Some conductors domesticate and “folksify” Sibelius too much for my taste as if he were Grieg but his music needs to sound wild and rhapsodic and the scurrying strings and fluttering woodwind create an atmosphere of tension and expectation from the outset; particularly noticeable is Rouvali’s use of shaded dynamics and rubato; I don’t think I have heard more vital, telling conducting of Sibelius since the heydays of Karajan and Ormandy. Fortissimo climaxes such as that at 9:22 just before the conclusion of the first movement are given full rein. The ominous timpani and pizzicato figure over bassoon mutterings in the opening of the Andante soon develops into a frenzied cry before subsiding into a more lyrical, ruminative mood, then once again Rouvali cranks up the tension; he manages all the transitions of mood and pace with real aplomb, giving the brass its rein in the central section, then building inexorably to the movement’s grand, gloomy close. The Scherzo is relentless, melding triumphantly into the big D major theme, then the music meanders teasingly before its gradual re-emergence and majestic progress to a resolution bathed in sunset glow. The playing of the Gothenburg orchestra is as sonorous as any of the “big names” orchestras.

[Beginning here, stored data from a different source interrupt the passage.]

// Copyright (c) 2025 Soumyadip Sarkar.
// All rights reserved.
//
// This source code is licensed under the license found in the
// LICENSE file in the root directory of this source tree.

use clap::{Arg, ArgAction, Command};

fn req(name: &'static str, help: &'static str) -> Arg {
    Arg::new(name).long(name).required(true).help(help)
}

fn opt(name: &'static str, help: &'static str) -> Arg {
    Arg::new(name).long(name).required(false).help(help)
}

fn flag(name: &'static str, help: &'static str) -> Arg {
    Arg::new(name).long(name).action(ArgAction::SetTrue).help(help)
}

fn output_flags(cmd: Command) -> Command {
    cmd.arg(flag("json", "Print pretty JSON"))
        .arg(flag("jsonl", "Print one JSON object per line"))
}

fn room_args(cmd: Command) -> Command {
    cmd.arg(req("dorm", "Dormitory name"))
        .arg(req("room", "Room number"))
}

fn settle_args(cmd: Command) -> Command {
    cmd.arg(req("contract", "Contract id"))
        .arg(req("date", "Termination date YYYY-MM-DD"))
        .arg(req("water", "Final water meter value"))
        .arg(req("electricity", "Final electricity meter value"))
        .arg(opt("water-previous", "Water value to bill from (default: last reading)"))
        .arg(opt(
            "electricity-previous",
            "Electricity value to bill from (default: last reading)",
        ))
        .arg(
            Arg::new("adjust")
                .long("adjust")
                .action(ArgAction::Append)
                .help("Manual adjustment kind:description:amount (repeatable)"),
        )
}

pub fn build_cli() -> Command {
    Command::new("dormbill")
        .about("Dormitory billing: meter usage, monthly invoices, move-out settlements")
        .version(clap::crate_version!())
        .subcommand(Command::new("init").about("Create the database"))
        .subcommand(
            Command::new("dorm")
                .about("Dormitories, utility prices and billing policy")
                .subcommand(
                    Command::new("add")
                        .arg(req("name", "Dormitory name"))
                        .arg(req("water-rate", "Price per water unit"))
                        .arg(req("electricity-rate", "Price per electricity unit"))
                        .arg(opt("due-day", "Payment due day of month (1-28)"))
                        .arg(opt("late-fee", "Late fee per day"))
                        .arg(flag("auto-late-fee", "Apply late fees automatically")),
                )
                .subcommand(
                    Command::new("set")
                        .about("Change prices (new contracts only) or policy")
                        .arg(req("name", "Dormitory name"))
                        .arg(opt("water-rate", "Price per water unit"))
                        .arg(opt("electricity-rate", "Price per electricity unit"))
                        .arg(opt("due-day", "Payment due day of month (1-28)"))
                        .arg(opt("late-fee", "Late fee per day"))
                        .arg(opt("auto-late-fee", "true|false")),
                )
                .subcommand(output_flags(Command::new("list"))),
        )
        .subcommand(
            Command::new("room")
                .about("Rooms and their list prices")
                .subcommand(
                    room_args(Command::new("add"))
                        .arg(req("rent", "Monthly rent"))
                        .arg(opt("deposit", "Security deposit"))
                        .arg(opt("advance", "Advance payment")),
                )
                .subcommand(output_flags(
                    Command::new("list").arg(opt("dorm", "Dormitory name")),
                )),
        )
        .subcommand(
            Command::new("contract")
                .about("Tenancy contracts and their rate snapshots")
                .subcommand(
                    room_args(Command::new("add"))
                        .arg(req("tenant", "Tenant name"))
                        .arg(req("start", "Start date YYYY-MM-DD"))
                        .arg(opt("end", "Planned end date YYYY-MM-DD"))
                        .arg(opt("rent", "Override monthly rent"))
                        .arg(opt("deposit", "Override deposit"))
                        .arg(opt("advance", "Override advance"))
                        .arg(opt("water-rate", "Override water price"))
                        .arg(opt("electricity-rate", "Override electricity price")),
                )
                .subcommand(output_flags(
                    Command::new("list").arg(flag("active", "Only active contracts")),
                ))
                .subcommand(output_flags(
                    Command::new("rates").arg(req("id", "Contract id")),
                )),
        )
        .subcommand(
            Command::new("reading")
                .about("Meter readings")
                .subcommand(
                    room_args(Command::new("add"))
                        .arg(req("cycle", "Billing cycle YYYY-MM"))
                        .arg(req("kind", "water|electricity"))
                        .arg(req("current", "Current meter value"))
                        .arg(opt("previous", "Previous value (default: last reading)"))
                        .arg(opt("date", "Reading date YYYY-MM-DD (default: today)"))
                        .arg(flag("replaced", "Meter was replaced this cycle")),
                )
                .subcommand(output_flags(
                    Command::new("list")
                        .arg(opt("dorm", "Dormitory name"))
                        .arg(opt("room", "Room number")),
                )),
        )
        .subcommand(
            Command::new("charge")
                .about("Service fees, fines and discounts for the next invoice")
                .subcommand(
                    room_args(Command::new("add"))
                        .arg(req("cycle", "Billing cycle YYYY-MM"))
                        .arg(req("kind", "service|fine|discount|..."))
                        .arg(req("description", "Line description"))
                        .arg(req("amount", "Unit price (negative for discounts)"))
                        .arg(opt("quantity", "Quantity (default 1)")),
                )
                .subcommand(output_flags(Command::new("list"))),
        )
        .subcommand(
            Command::new("invoice")
                .about("Monthly invoices and payments")
                .subcommand(
                    room_args(Command::new("generate"))
                        .arg(req("cycle", "Billing cycle YYYY-MM"))
                        .arg(opt("issued", "Issue date (default: today)")),
                )
                .subcommand(
                    Command::new("run")
                        .about("Generate invoices for every occupied room")
                        .arg(req("cycle", "Billing cycle YYYY-MM"))
                        .arg(opt("issued", "Issue date (default: today)")),
                )
                .subcommand(output_flags(
                    Command::new("show")
                        .arg(req("id", "Invoice id"))
                        .arg(opt("as-of", "Evaluate status on this date")),
                ))
                .subcommand(output_flags(
                    Command::new("list")
                        .arg(opt("dorm", "Dormitory name"))
                        .arg(opt("room", "Room number"))
                        .arg(opt("contract", "Contract id"))
                        .arg(opt("status", "pending|paid|overdue"))
                        .arg(opt("from", "First cycle YYYY-MM"))
                        .arg(opt("to", "Last cycle YYYY-MM"))
                        .arg(opt("as-of", "Evaluate status on this date")),
                ))
                .subcommand(
                    Command::new("pay")
                        .arg(req("id", "Invoice id"))
                        .arg(req("amount", "Amount paid"))
                        .arg(req("method", "Payment method"))
                        .arg(opt("date", "Payment date (default: today)")),
                )
                .subcommand(
                    Command::new("correct")
                        .about("Queue a correction for a later invoice")
                        .arg(req("id", "Original invoice id"))
                        .arg(req("kind", "discount|fine|service|..."))
                        .arg(req("description", "Line description"))
                        .arg(req("amount", "Unit price (negative for discounts)"))
                        .arg(opt("quantity", "Quantity (default 1)"))
                        .arg(opt("cycle", "Target cycle (default: the next one)")),
                )
                .subcommand(output_flags(
                    Command::new("overdue").arg(opt("as-of", "Evaluate on this date")),
                )),
        )
        .subcommand(
            Command::new("settle")
                .about("Move-out settlements")
                .subcommand(settle_args(Command::new("run")))
                .subcommand(output_flags(settle_args(Command::new("preview"))))
                .subcommand(output_flags(
                    Command::new("show")
                        .arg(opt("contract", "Contract id"))
                        .arg(opt("id", "Settlement id")),
                )),
        )
        .subcommand(
            Command::new("export").about("Export ledger documents").subcommand(
                Command::new("receipts")
                    .arg(req("format", "csv|json"))
                    .arg(req("out", "Output file")),
            ),
        )
        .subcommand(Command::new("doctor").about("Check ledger and data integrity"))
}
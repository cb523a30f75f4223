// Copyright (c) 2025 Soumyadip Sarkar.
// All rights reserved.
//
// This source code is licensed under the license found in the
// LICENSE file in the root directory of this source tree.

//! Room-level charges waiting to be folded into a document.
//!
//! Service fees, fines, discounts, late fees and corrections are attached
//! to a room and cycle here. Each one is consumed exactly once, either by
//! the first invoice generated for that room at or after its cycle, or by
//! the settlement of the room's contract.

use rusqlite::{Connection, params};

use super::{Result, lines, parse_cycle, parse_dec};
use crate::models::{BillingCycle, LineDraft, PendingCharge};

pub fn add_charge(
    conn: &Connection,
    room_id: i64,
    cycle: BillingCycle,
    draft: &LineDraft,
) -> Result<i64> {
    // Validate up front so a bad charge never blocks a later invoice.
    lines::build_line(draft)?;
    super::contracts::load_room(conn, room_id)?;
    conn.execute(
        "INSERT INTO pending_charges(room_id, cycle, kind, description, quantity, unit_price,
                                     ref_invoice_id)
         VALUES (?1,?2,?3,?4,?5,?6,?7)",
        params![
            room_id,
            cycle.to_string(),
            draft.kind.as_str(),
            draft.description.trim(),
            draft.quantity.to_string(),
            draft.unit_price.to_string(),
            draft.ref_invoice_id,
        ],
    )?;
    let id = conn.last_insert_rowid();
    tracing::info!(room_id, %cycle, kind = %draft.kind, charge_id = id, "pending charge added");
    Ok(id)
}

type ChargeRow = (i64, i64, String, String, String, String, String, Option<i64>);

fn query_charges(
    conn: &Connection,
    sql: &str,
    args: &[&dyn rusqlite::ToSql],
) -> Result<Vec<PendingCharge>> {
    let mut stmt = conn.prepare(sql)?;
    let rows = stmt.query_map(args, |r| {
        Ok::<ChargeRow, rusqlite::Error>((
            r.get(0)?,
            r.get(1)?,
            r.get(2)?,
            r.get(3)?,
            r.get(4)?,
            r.get(5)?,
            r.get(6)?,
            r.get(7)?,
        ))
    })?;
    let mut out = Vec::new();
    for row in rows {
        let (id, room_id, cycle, kind, description, qty, price, ref_invoice_id) = row?;
        out.push(PendingCharge {
            id,
            room_id,
            cycle: parse_cycle(&cycle)?,
            line: LineDraft {
                kind: kind.parse()?,
                description,
                quantity: parse_dec(&qty, "charge quantity")?,
                unit_price: parse_dec(&price, "charge unit price")?,
                ref_invoice_id,
            },
        });
    }
    Ok(out)
}

const CHARGE_COLS: &str =
    "id, room_id, cycle, kind, description, quantity, unit_price, ref_invoice_id";

/// Unconsumed charges for `room_id` due on or before `cycle`.
pub fn open_charges_through(
    conn: &Connection,
    room_id: i64,
    cycle: BillingCycle,
) -> Result<Vec<PendingCharge>> {
    query_charges(
        conn,
        &format!(
            "SELECT {CHARGE_COLS} FROM pending_charges
             WHERE room_id=?1 AND cycle<=?2 AND invoice_id IS NULL AND settlement_id IS NULL
             ORDER BY cycle, id"
        ),
        &[&room_id, &cycle.to_string()],
    )
}

/// Every unconsumed charge for `room_id`, whatever its cycle.
pub fn open_charges(conn: &Connection, room_id: i64) -> Result<Vec<PendingCharge>> {
    query_charges(
        conn,
        &format!(
            "SELECT {CHARGE_COLS} FROM pending_charges
             WHERE room_id=?1 AND invoice_id IS NULL AND settlement_id IS NULL
             ORDER BY cycle, id"
        ),
        &[&room_id],
    )
}

pub fn all_open_charges(conn: &Connection) -> Result<Vec<PendingCharge>> {
    query_charges(
        conn,
        &format!(
            "SELECT {CHARGE_COLS} FROM pending_charges
             WHERE invoice_id IS NULL AND settlement_id IS NULL
             ORDER BY room_id, cycle, id"
        ),
        &[],
    )
}

pub(crate) fn mark_invoiced(conn: &Connection, charge_ids: &[i64], invoice_id: i64) -> Result<()> {
    let mut stmt = conn.prepare(
        "UPDATE pending_charges SET invoice_id=?1
         WHERE id=?2 AND invoice_id IS NULL AND settlement_id IS NULL",
    )?;
    for id in charge_ids {
        stmt.execute(params![invoice_id, id])?;
    }
    Ok(())
}

pub(crate) fn mark_settled(
    conn: &Connection,
    charge_ids: &[i64],
    settlement_id: i64,
) -> Result<()> {
    let mut stmt = conn.prepare(
        "UPDATE pending_charges SET settlement_id=?1
         WHERE id=?2 AND invoice_id IS NULL AND settlement_id IS NULL",
    )?;
    for id in charge_ids {
        stmt.execute(params![settlement_id, id])?;
    }
    Ok(())
}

After such riches, the gentle, lilting melodiousness of the suite comes almost as a shock, but you could not ask for more persuasive advocacy of this youthful, richly orchestrated and somewhat neglected music. The triple-time tune of the Nocturne has a Mediterranean warmth enhanced by a “castanets” effect but tempered by a typically Sibelian melancholy reminiscent of Valse triste. The Elegie is similarly sumptuous yet wistful; no cool, Nordic detachment here – what lovely music this is. A chuckling Musette is succeeded by a slightly less inspired Serenade and the suite concludes with the propulsive, “moto perpetuo” Ballade, played here with verve and vigour.

It seems to me that Rouvali judges everything right in these exemplary performances. This is masterly Sibelius, alternately refined and red-blooded, and augurs promisingly for Rouvali’s tenure as principal conductor of the Philharmonia; I shall watch out for both his concerts and recordings.